Founded in April 1918, the RAF grew to around 1.2m personnel in the Second World War – following the merger of the Royal Flying Corps (RFC) and the Royal Naval Air Service (RNAS) in the final stages of the First World War.

In the Second Ward War the RAF were also heavily supported by the Women’s Auxiliary Air Force (WAAF), established in 1939, which made up over 15% of the RAF at its peak and saw reportedly 2000 women signing up each week.

The RAF played a significant role in Second World War, as advances in German aircraft and airborne warfare gave birth to the German Luftwaffe – who had been secretly trained in the years in between the First and Second World Wars.

This ‘fight for the skies’ culminated in the Battle of Brittain and what is referred to today as ‘The Blitz’, air fought conflicts which lasted from July 1940 to May 1941 and were the German army’s precursor to their planned land invasion of Britain – named Operation Sea Lion.

However, by spring 1941 the Luftwaffe suffered significant losses and German plans for an invasion of the British Isles were scrapped.

Many of the Spitfire planes and Lancaster Bombers flown in the Second World War were made at the Castle Bromwich Aerodrome, on what is the Fort Dunlop site and Castle Vale estate today – with roads across the area named after the people and planes from Erdington that were so pivotal in Allies’ victory over the Third Reich and Axis powers.

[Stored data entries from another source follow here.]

/*
 * SPDX-FileCopyrightText: 2026 The rice-codes contributors
 *
 * SPDX-License-Identifier: Apache-2.0 OR LGPL-2.1-or-later
 */

use rand::RngCore;

use crate::codes::params::check_log2_b;
use crate::error::Result;

/// Returns an **infinite iterator** of samples from the implied distribution
/// of a Rice code with parameter `log2_b`, that is, the distribution in which
/// a codeword of length *l* has probability 2<sup>−*l*</sup>.
///
/// Under this distribution the quotient is geometric with ratio 1/2 and the
/// remainder is uniform, so a sample is obtained from the trailing zeros of a
/// random word and `log2_b` random bits. Quotients are capped so that the
/// value fits a `u64`.
///
/// # Errors
///
/// [`InvalidParameter`](crate::error::RiceError::InvalidParameter) if
/// `log2_b` is at least 64.
///
/// # Example
///
/// ```rust
/// use rice_codes::utils::sample_implied_rice;
/// use rand::SeedableRng;
/// use rand::rngs::SmallRng;
///
/// let mut rng = SmallRng::seed_from_u64(42);
/// let vals: Vec<u64> = sample_implied_rice(3, &mut rng)?.take(1000).collect();
///
/// assert_eq!(vals.len(), 1000);
/// # Ok::<(), rice_codes::error::RiceError>(())
/// ```
pub fn sample_implied_rice<R: RngCore + ?Sized>(
    log2_b: usize,
    rng: &mut R,
) -> Result<impl Iterator<Item = u64> + '_> {
    check_log2_b(log2_b)?;
    let max_q = u64::MAX >> log2_b;
    let mask = (1_u64 << log2_b) - 1;
    Ok(core::iter::repeat_with(move || {
        let q = (rng.next_u64().trailing_zeros() as u64).min(max_q);
        (q << log2_b) | (rng.next_u64() & mask)
    }))
}

#[cfg(test)]
mod tests {
    use super::*;
    use rand::SeedableRng;
    use rand::rngs::SmallRng;

    #[test]
    fn test_quotient_distribution() {
        let mut rng = SmallRng::seed_from_u64(0);
        let samples = sample_implied_rice(4, &mut rng)
            .unwrap()
            .take(10_000)
            .collect::<alloc::vec::Vec<_>>();
        let zero_q = samples.iter().filter(|&&x| x < 16).count();
        // P(q = 0) is 1/2
        assert!((4_000..6_000).contains(&zero_q));
    }

    #[test]
    fn test_large_log2_b() {
        let mut rng = SmallRng::seed_from_u64(0);
        assert!(sample_implied_rice(64, &mut rng).is_err());
        assert_eq!(sample_implied_rice(63, &mut rng).unwrap().take(100).count(), 100);
    }
}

Maurice Joseph Berry was born to Joseph and Alice Berry, who lived in Erdington. Maurice is buried at Witton Cemetery and it is believed he may still have family living in or around North Birmingham – or that people in the area might know how to locate any living relatives.

Anyone who has any knowledge of Maurice Joseph Berry or could help locate any living relatives is asked to contact ACBA Associate President Geoffrey Chesher-Brazier by emailing [email protected] – or phoning 07481 992 2279.

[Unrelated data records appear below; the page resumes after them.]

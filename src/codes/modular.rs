/*
 * SPDX-FileCopyrightText: 2026 The rice-codes contributors
 *
 * SPDX-License-Identifier: Apache-2.0 OR LGPL-2.1-or-later
 */

//! Modular Rice layout.
//!
//! Given 2^`log2_b` = *m*, the quotient *q* = ⌊*x* / *m*⌋ and the remainder *r*
//! = *x* mod *m* are computed by division, as for a general [Golomb
//! code](https://doi.org/10.1109/TIT.1966.1053907). The codeword is *q* ones,
//! a zero terminator, and *r* written in exactly `log2_b` bits.
//!
//! This layout does **not** support `log2_b` = 0: a remainder of width zero
//! cannot be split from the right of the codeword, which is how the layout
//! locates it. Both [`encode`] and [`decode`] reject `log2_b` = 0 with
//! [`ParamError::UnsupportedLog2B`]; use the [masked layout](super::masked)
//! when `log2_b` may be zero.
//!
//! Since the remainder occupies the last `log2_b` bits, a codeword made of
//! exactly `log2_b` bits is decoded as a bare remainder (*q* = 0, terminator
//! omitted). Any longer codeword must contain the terminator.
//!
//! For `log2_b` > 0 the codewords coincide with those of the [masked
//! layout](super::masked).

use num_traits::ToPrimitive;

use super::params::{check_log2_b, decode_with, encode_with, saturating_len, to_natural};
use crate::error::{MalformedError, ParamError, Result};
use crate::impls::BitString;
use crate::traits::*;

/// Returns the length of the modular Rice code for `n` with parameter `log2_b`.
///
/// The length saturates at `usize::MAX`.
#[must_use]
#[inline(always)]
pub fn len_modular(n: u64, log2_b: usize) -> usize {
    saturating_len(n, log2_b, log2_b)
}

/// Check that `log2_b` is in the domain of the modular layout, that is,
/// in [1 . . 64).
#[inline]
fn check_modular_log2_b(log2_b: usize) -> Result<()> {
    check_log2_b(log2_b)?;
    if log2_b == 0 {
        return Err(ParamError::UnsupportedLog2B { log2_b }.into());
    }
    Ok(())
}

/// Trait for reading modular Rice codes.
///
/// If exactly `log2_b` bits are left, they are read as a bare remainder.
pub trait ModularRead: BitRead {
    fn read_modular(&mut self, log2_b: usize) -> Result<u64> {
        check_modular_log2_b(log2_b)?;
        let len = self.bits_left();
        if len < log2_b {
            return Err(MalformedError::TooShort { len, min: log2_b }.into());
        }
        let q = if len == log2_b { 0 } else { self.read_unary()? };
        let r = self.read_bits(log2_b)?;
        let m = 1_u64 << log2_b;
        q.checked_mul(m)
            .and_then(|x| x.checked_add(r))
            .ok_or_else(|| MalformedError::Overflow.into())
    }
}

/// Trait for writing modular Rice codes.
pub trait ModularWrite: BitWrite {
    fn write_modular(&mut self, n: u64, log2_b: usize) -> Result<usize> {
        check_modular_log2_b(log2_b)?;
        let m = 1_u64 << log2_b;
        Ok(self.write_unary(n / m)? + self.write_bits(n % m, log2_b)?)
    }
}

impl<B: BitRead + ?Sized> ModularRead for B {}
impl<B: BitWrite + ?Sized> ModularWrite for B {}

/// Encode `value` with the modular layout.
///
/// # Errors
///
/// [`InvalidParameter`](crate::error::RiceError::InvalidParameter) if `value`
/// is negative or does not fit a `u64`, or if `log2_b` is zero or at least 64.
pub fn encode<V: ToPrimitive>(log2_b: usize, value: V) -> Result<BitString> {
    let value = to_natural(value)?;
    encode_with(|writer| writer.write_modular(value, log2_b))
}

/// Decode a bit string containing exactly one modular Rice codeword.
///
/// # Errors
///
/// [`InvalidParameter`](crate::error::RiceError::InvalidParameter) if
/// `log2_b` is zero or at least 64;
/// [`MalformedEncoding`](crate::error::RiceError::MalformedEncoding) if `bits`
/// is not a codeword.
pub fn decode(log2_b: usize, bits: impl AsRef<[bool]>) -> Result<u64> {
    check_modular_log2_b(log2_b)?;
    decode_with(bits.as_ref(), |reader| reader.read_modular(log2_b))
}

A memorial service will be held in the St Mary parish church in Ashford, scheduled for 19 May, to honour the 20 fatalities from the raid at RAF Ashford, with a subsequent service held at Ashford War Memorial.

A letter sent by Mr Chesher-Braizer to Erdington Local concludes: ‘It will be greatly appreciated if you would assist us in locating living relatives of these young men who gave their lives in order that we may live in peace.”